FOUR STAR review for Les Blancs at the National Theatre

Danny Sapani as Tshembe Matoseh. Picture credit Johan Persson

WHEN American playwright Lorraine Hansberry died aged 34 in 1965 she left some of her work unfinished.
Les Blancs was one such but thankfully her ex husband Robert Nemiroff finished it.
The play is currently on at the National Theatre and it is truly an epic production. Full of intensity and brilliant performances, especially that of Danny Sapani as Tshembe Matoseh, it is quite simply brilliant.
Directed by multi award winning director Yael Farber, it is set in a missionary complex in a fictional African state which is in the middle of an armed struggle for independence against colonial rule.
Into the dust and heat come two men.
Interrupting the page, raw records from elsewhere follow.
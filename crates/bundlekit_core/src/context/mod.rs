//! Thread context: which namespace serves lookups made "from here".
//!
//! # Responsibility
//! - Track the declaring types active on each thread ([`call_stack`]).
//! - Hold the per-thread ambient namespace ([`ambient`]).
//! - Resolve the serving namespace from the stack ([`resolver`]) and expose
//!   it as a forwarding namespace ([`loader`]).

pub mod ambient;
pub mod call_stack;
pub mod loader;
pub mod resolver;

pub use ambient::AmbientGuard;
pub use call_stack::{enter_frame, with_stack, CallStack, FrameGuard};
pub use loader::ContextAwareLoader;
pub use resolver::ContextResolver;
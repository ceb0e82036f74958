//! Type descriptors and factory tables standing in for loadable classes.
//!
//! A class is registered with one factory pair per Rust interface it can be
//! built as (`dyn Trait`). Instantiation looks the pair up by `TypeId`, so
//! "is a subtype of the expected interface" means "has a factory entry for it".

use crate::bundle::coordinate::BundleCoordinate;
use crate::bundle::properties::BundleProperties;
use std::any::{Any, TypeId};
use std::collections::{BTreeSet, HashMap};
use std::error::Error;
use std::fmt::{Debug, Formatter};
use std::sync::Arc;

/// Failure raised by an extension factory.
pub type ConstructError = Box<dyn Error + Send + Sync>;

type ConfigFactory<I> =
    Arc<dyn Fn(&BundleProperties) -> Result<Box<I>, ConstructError> + Send + Sync>;
type PlainFactory<I> = Arc<dyn Fn() -> Result<Box<I>, ConstructError> + Send + Sync>;

/// Declared shape of a type as seen by context resolution.
#[derive(Debug, Clone, PartialEq, Eq)]
pub struct TypeDescriptor {
    name: String,
    supertypes: BTreeSet<String>,
    enclosing: Option<Arc<TypeDescriptor>>,
    bundle: Option<BundleCoordinate>,
}

impl TypeDescriptor {
    /// Host-owned type with no supertypes.
    pub fn host(name: impl Into<String>) -> Self {
        Self {
            name: name.into(),
            supertypes: BTreeSet::new(),
            enclosing: None,
            bundle: None,
        }
    }

    pub fn with_supertype(mut self, supertype: impl Into<String>) -> Self {
        self.supertypes.insert(supertype.into());
        self
    }

    pub fn with_enclosing(mut self, enclosing: Arc<TypeDescriptor>) -> Self {
        self.enclosing = Some(enclosing);
        self
    }

    pub fn in_bundle(mut self, bundle: BundleCoordinate) -> Self {
        self.bundle = Some(bundle);
        self
    }

    pub fn name(&self) -> &str {
        &self.name
    }

    pub fn supertypes(&self) -> &BTreeSet<String> {
        &self.supertypes
    }

    pub fn enclosing(&self) -> Option<&Arc<TypeDescriptor>> {
        self.enclosing.as_ref()
    }

    /// Declaring bundle; `None` for host types.
    pub fn bundle(&self) -> Option<&BundleCoordinate> {
        self.bundle.as_ref()
    }

    /// Whether a value of this type can be used where `type_name` is expected.
    pub fn is_assignable_to(&self, type_name: &str) -> bool {
        self.name == type_name || self.supertypes.contains(type_name)
    }
}

/// Factory pair for building one class as interface `I`.
pub struct Constructors<I: ?Sized> {
    with_config: Option<ConfigFactory<I>>,
    no_args: Option<PlainFactory<I>>,
}

impl<I: ?Sized> Constructors<I> {
    fn empty() -> Self {
        Self {
            with_config: None,
            no_args: None,
        }
    }

    pub fn has_config_constructor(&self) -> bool {
        self.with_config.is_some()
    }

    pub fn has_default_constructor(&self) -> bool {
        self.no_args.is_some()
    }

    pub(crate) fn config_constructor(&self) -> Option<&ConfigFactory<I>> {
        self.with_config.as_ref()
    }

    pub(crate) fn default_constructor(&self) -> Option<&PlainFactory<I>> {
        self.no_args.as_ref()
    }
}

impl<I: ?Sized> Clone for Constructors<I> {
    fn clone(&self) -> Self {
        Self {
            with_config: self.with_config.clone(),
            no_args: self.no_args.clone(),
        }
    }
}

/// A loadable class: descriptor plus per-interface factories.
pub struct ClassDef {
    descriptor: Arc<TypeDescriptor>,
    constructors: HashMap<TypeId, Box<dyn Any + Send + Sync>>,
}

impl ClassDef {
    pub fn descriptor(&self) -> &Arc<TypeDescriptor> {
        &self.descriptor
    }

    pub fn name(&self) -> &str {
        self.descriptor.name()
    }

    /// Factories for interface `I`, if this class can be built as one.
    pub fn constructors<I: ?Sized + 'static>(&self) -> Option<&Constructors<I>> {
        self.constructors
            .get(&TypeId::of::<I>())
            .and_then(|entry| entry.downcast_ref::<Constructors<I>>())
    }

    pub fn is_subtype_of<I: ?Sized + 'static>(&self) -> bool {
        self.constructors.contains_key(&TypeId::of::<I>())
    }
}

impl Debug for ClassDef {
    fn fmt(&self, f: &mut Formatter<'_>) -> std::fmt::Result {
        f.debug_struct("ClassDef")
            .field("descriptor", &self.descriptor)
            .field("interfaces", &self.constructors.len())
            .finish()
    }
}

/// Declares one class before it is bound to a bundle or the host.
pub struct ClassBuilder {
    name: String,
    supertypes: BTreeSet<String>,
    enclosing: Option<String>,
    constructors: HashMap<TypeId, Box<dyn Any + Send + Sync>>,
}

impl ClassBuilder {
    pub fn new(name: impl Into<String>) -> Self {
        Self {
            name: name.into(),
            supertypes: BTreeSet::new(),
            enclosing: None,
            constructors: HashMap::new(),
        }
    }

    /// Declares an interface/base type name this class implements.
    pub fn implements(mut self, type_name: impl Into<String>) -> Self {
        self.supertypes.insert(type_name.into());
        self
    }

    /// Declares the lexically enclosing class by name.
    pub fn enclosed_in(mut self, enclosing: impl Into<String>) -> Self {
        self.enclosing = Some(enclosing.into());
        self
    }

    /// Registers a zero-argument factory for interface `I`.
    pub fn constructor<I, F>(mut self, factory: F) -> Self
    where
        I: ?Sized + 'static,
        F: Fn() -> Result<Box<I>, ConstructError> + Send + Sync + 'static,
    {
        self.update::<I>(|entry| entry.no_args = Some(Arc::new(factory)));
        self
    }

    /// Registers a factory taking [`BundleProperties`] for interface `I`.
    pub fn config_constructor<I, F>(mut self, factory: F) -> Self
    where
        I: ?Sized + 'static,
        F: Fn(&BundleProperties) -> Result<Box<I>, ConstructError> + Send + Sync + 'static,
    {
        self.update::<I>(|entry| entry.with_config = Some(Arc::new(factory)));
        self
    }

    pub fn name(&self) -> &str {
        &self.name
    }

    pub(crate) fn enclosing_name(&self) -> Option<&str> {
        self.enclosing.as_deref()
    }

    /// Descriptor for this class bound to `bundle` (or the host when `None`).
    pub(crate) fn describe(
        &self,
        enclosing: Option<Arc<TypeDescriptor>>,
        bundle: Option<BundleCoordinate>,
    ) -> TypeDescriptor {
        TypeDescriptor {
            name: self.name.clone(),
            supertypes: self.supertypes.clone(),
            enclosing,
            bundle,
        }
    }

    pub(crate) fn finish(self, descriptor: Arc<TypeDescriptor>) -> ClassDef {
        ClassDef {
            descriptor,
            constructors: self.constructors,
        }
    }

    /// Binds a top-level class to the host namespace.
    pub fn build_host(self) -> ClassDef {
        let descriptor = Arc::new(self.describe(None, None));
        self.finish(descriptor)
    }

    fn update<I: ?Sized + 'static>(&mut self, apply: impl FnOnce(&mut Constructors<I>)) {
        let key = TypeId::of::<I>();
        let mut constructors = self
            .constructors
            .remove(&key)
            .and_then(|entry| entry.downcast::<Constructors<I>>().ok())
            .map(|entry| *entry)
            .unwrap_or_else(Constructors::empty);
        apply(&mut constructors);
        self.constructors.insert(key, Box::new(constructors));
    }
}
The first is Charlie Morris, an American journalist who wants to write an account of the mission - populated and led by a white missionary who has gone missing - and the work it does to help the indigenous people.
The second is Tshembe who after having left his people to travel the world, has married a white British woman, had a son by her and now settled happily in London, is back to be with his family at his father’s funeral.
But the tension within the state is rising with an increasing number of shootings, arguments and lootings and as a consequence, uncertainty and worry about the future is uppermost in the minds of those who stay at the mission.
Tshembe finds himself in the middle of this storms, torn between his family and his life back in England.
And all the while with tensions rising, and the revolution imminent, it is as though a bomb is ticking just waiting to explode.
As well as some superb performances from the likes of James Fleet as Dr Dekoven and Elliot Cowan as Charlie Morris, the revolving set too is stunning, making it a production that is both gripping and poignant.